**What the task asks:** If a line in the entries contains the string "RangePosition", include that line in your answer.

**Records:**

#####

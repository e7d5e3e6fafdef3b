use crate::fixed_point::{check_sqrt_price, square_x96};
use crate::full_math::{checked_add, checked_mul, mul_div, q96, to_u128};
use crate::liquidity_amounts::{check_price_band, liquidity_for_amount0, liquidity_for_amount1};
use liquidity_types::{LiquidityError, RangePosition};
use soroban_sdk::{Env, U256};

/// Highest liquidity that the two balances can fund once they are freely
/// re-split at the exchange price.
///
/// `sqrt_exchange_price_x96` only values the hypothetical conversion between
/// the held tokens; the pool price decides which tokens the position needs.
///
/// * Below range: all capital as token0, `amount0 + amount1 / exchange_price`
/// * In range: total value `V = amount0 * exchange_price + amount1` over the
///   value one unit of liquidity needs, `R = d0 * exchange_price + d1`
/// * Above range: all capital as token1, `amount1 + amount0 * exchange_price`
///
/// # Errors
/// * `WrongPriceBands` - lower >= upper, checked before any arithmetic
/// * `Overflow` - a sqrt price above the bound, a zero exchange price with
///   token1 to convert, or a result above u128
pub fn calculate_highest_liquidity(
    env: &Env,
    sqrt_exchange_price_x96: &U256,
    sqrt_pool_price_x96: &U256,
    sqrt_price_lower_x96: &U256,
    sqrt_price_upper_x96: &U256,
    amount0: u128,
    amount1: u128,
) -> Result<u128, LiquidityError> {
    check_price_band(sqrt_price_lower_x96, sqrt_price_upper_x96)?;
    check_sqrt_price(env, sqrt_pool_price_x96)?;
    check_sqrt_price(env, sqrt_price_lower_x96)?;
    check_sqrt_price(env, sqrt_price_upper_x96)?;

    let exchange_price_x96 = square_x96(env, sqrt_exchange_price_x96)?;
    let amount0 = U256::from_u128(env, amount0);
    let amount1 = U256::from_u128(env, amount1);

    let liquidity = match RangePosition::classify(
        sqrt_pool_price_x96,
        sqrt_price_lower_x96,
        sqrt_price_upper_x96,
    ) {
        RangePosition::BelowRange => {
            let usable0 = token1_into_token0(env, &exchange_price_x96, &amount0, &amount1)?;
            liquidity_for_amount0(env, sqrt_price_lower_x96, sqrt_price_upper_x96, &usable0)?
        }
        RangePosition::InRange => in_range_liquidity(
            env,
            &exchange_price_x96,
            sqrt_pool_price_x96,
            sqrt_price_lower_x96,
            sqrt_price_upper_x96,
            &amount0,
            &amount1,
        )?,
        RangePosition::AboveRange => {
            let usable1 = token0_into_token1(env, &exchange_price_x96, &amount0, &amount1)?;
            liquidity_for_amount1(env, sqrt_price_lower_x96, sqrt_price_upper_x96, &usable1)?
        }
    };

    to_u128(env, &liquidity)
}

/// amount0 + amount1 / exchange_price, in token0 units
fn token1_into_token0(
    env: &Env,
    exchange_price_x96: &U256,
    amount0: &U256,
    amount1: &U256,
) -> Result<U256, LiquidityError> {
    if *amount1 == U256::from_u32(env, 0) {
        return Ok(amount0.clone());
    }
    let converted = mul_div(env, amount1, &q96(env), exchange_price_x96)?;
    checked_add(env, amount0, &converted).ok_or(LiquidityError::Overflow)
}

/// amount1 + amount0 * exchange_price, in token1 units
fn token0_into_token1(
    env: &Env,
    exchange_price_x96: &U256,
    amount0: &U256,
    amount1: &U256,
) -> Result<U256, LiquidityError> {
    let converted = mul_div(env, amount0, exchange_price_x96, &q96(env))?;
    checked_add(env, amount1, &converted).ok_or(LiquidityError::Overflow)
}

/// floor(V / R) for a pool price inside the band
///
/// Measured in token1 first. When token0 is worth so much that V or R leaves
/// 256 bits, both sides are divided by the exchange price and measured in
/// token0 instead.
fn in_range_liquidity(
    env: &Env,
    exchange_price_x96: &U256,
    sqrt_pool_price_x96: &U256,
    sqrt_price_lower_x96: &U256,
    sqrt_price_upper_x96: &U256,
    amount0: &U256,
    amount1: &U256,
) -> Result<U256, LiquidityError> {
    in_range_token1_terms(
        env,
        exchange_price_x96,
        sqrt_pool_price_x96,
        sqrt_price_lower_x96,
        sqrt_price_upper_x96,
        amount0,
        amount1,
    )
    .or_else(|_| {
        in_range_token0_terms(
            env,
            exchange_price_x96,
            sqrt_pool_price_x96,
            sqrt_price_lower_x96,
            sqrt_price_upper_x96,
            amount0,
            amount1,
        )
    })
}

/// V = amount0 * e + amount1 * Q96, R = e * Q96 / sqrt_pool - e * Q96 / sqrt_upper + d1
///
/// d0 * exchange_price is expanded as a difference of two quotients so no
/// factor is ever a product of two sqrt prices.
fn in_range_token1_terms(
    env: &Env,
    exchange_price_x96: &U256,
    sqrt_pool_price_x96: &U256,
    sqrt_price_lower_x96: &U256,
    sqrt_price_upper_x96: &U256,
    amount0: &U256,
    amount1: &U256,
) -> Result<U256, LiquidityError> {
    let q = q96(env);

    let value0 = checked_mul(env, amount0, exchange_price_x96)
        .ok_or(LiquidityError::Overflow)?;
    let value1 = checked_mul(env, amount1, &q).ok_or(LiquidityError::Overflow)?;
    let value = checked_add(env, &value0, &value1).ok_or(LiquidityError::Overflow)?;

    let required0 = mul_div(env, exchange_price_x96, &q, sqrt_pool_price_x96)?
        .sub(&mul_div(env, exchange_price_x96, &q, sqrt_price_upper_x96)?);
    let required1 = sqrt_pool_price_x96.sub(sqrt_price_lower_x96);
    let required = checked_add(env, &required0, &required1).ok_or(LiquidityError::Overflow)?;

    // required1 > 0 in range
    Ok(value.div(&required))
}

/// V / e scaled by Q96 over R / e scaled by Q96^2, so the quotient is
/// rescaled by Q96 at the end
///
/// V / e = amount0 * Q96 + amount1 * Q96^2 / e
/// R / e = Q96^3 / sqrt_pool - Q96^3 / sqrt_upper + d1 * Q96^2 / e
fn in_range_token0_terms(
    env: &Env,
    exchange_price_x96: &U256,
    sqrt_pool_price_x96: &U256,
    sqrt_price_lower_x96: &U256,
    sqrt_price_upper_x96: &U256,
    amount0: &U256,
    amount1: &U256,
) -> Result<U256, LiquidityError> {
    let q = q96(env);
    let q_squared = q.mul(&q);

    let value0 = checked_mul(env, amount0, &q).ok_or(LiquidityError::Overflow)?;
    let value1 = mul_div(env, amount1, &q_squared, exchange_price_x96)?;
    let value = checked_add(env, &value0, &value1).ok_or(LiquidityError::Overflow)?;

    let required0 = mul_div(env, &q_squared, &q, sqrt_pool_price_x96)?
        .sub(&mul_div(env, &q_squared, &q, sqrt_price_upper_x96)?);
    let required1 = mul_div(
        env,
        &sqrt_pool_price_x96.sub(sqrt_price_lower_x96),
        &q_squared,
        exchange_price_x96,
    )?;
    let required = checked_add(env, &required0, &required1).ok_or(LiquidityError::Overflow)?;

    mul_div(env, &value, &q, &required)
}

#####

**Expected answer:**
use liquidity_types::{LiquidityError, RangePosition};
    let liquidity = match RangePosition::classify(
        RangePosition::BelowRange => {
        RangePosition::InRange => in_range_liquidity(
        RangePosition::AboveRange => {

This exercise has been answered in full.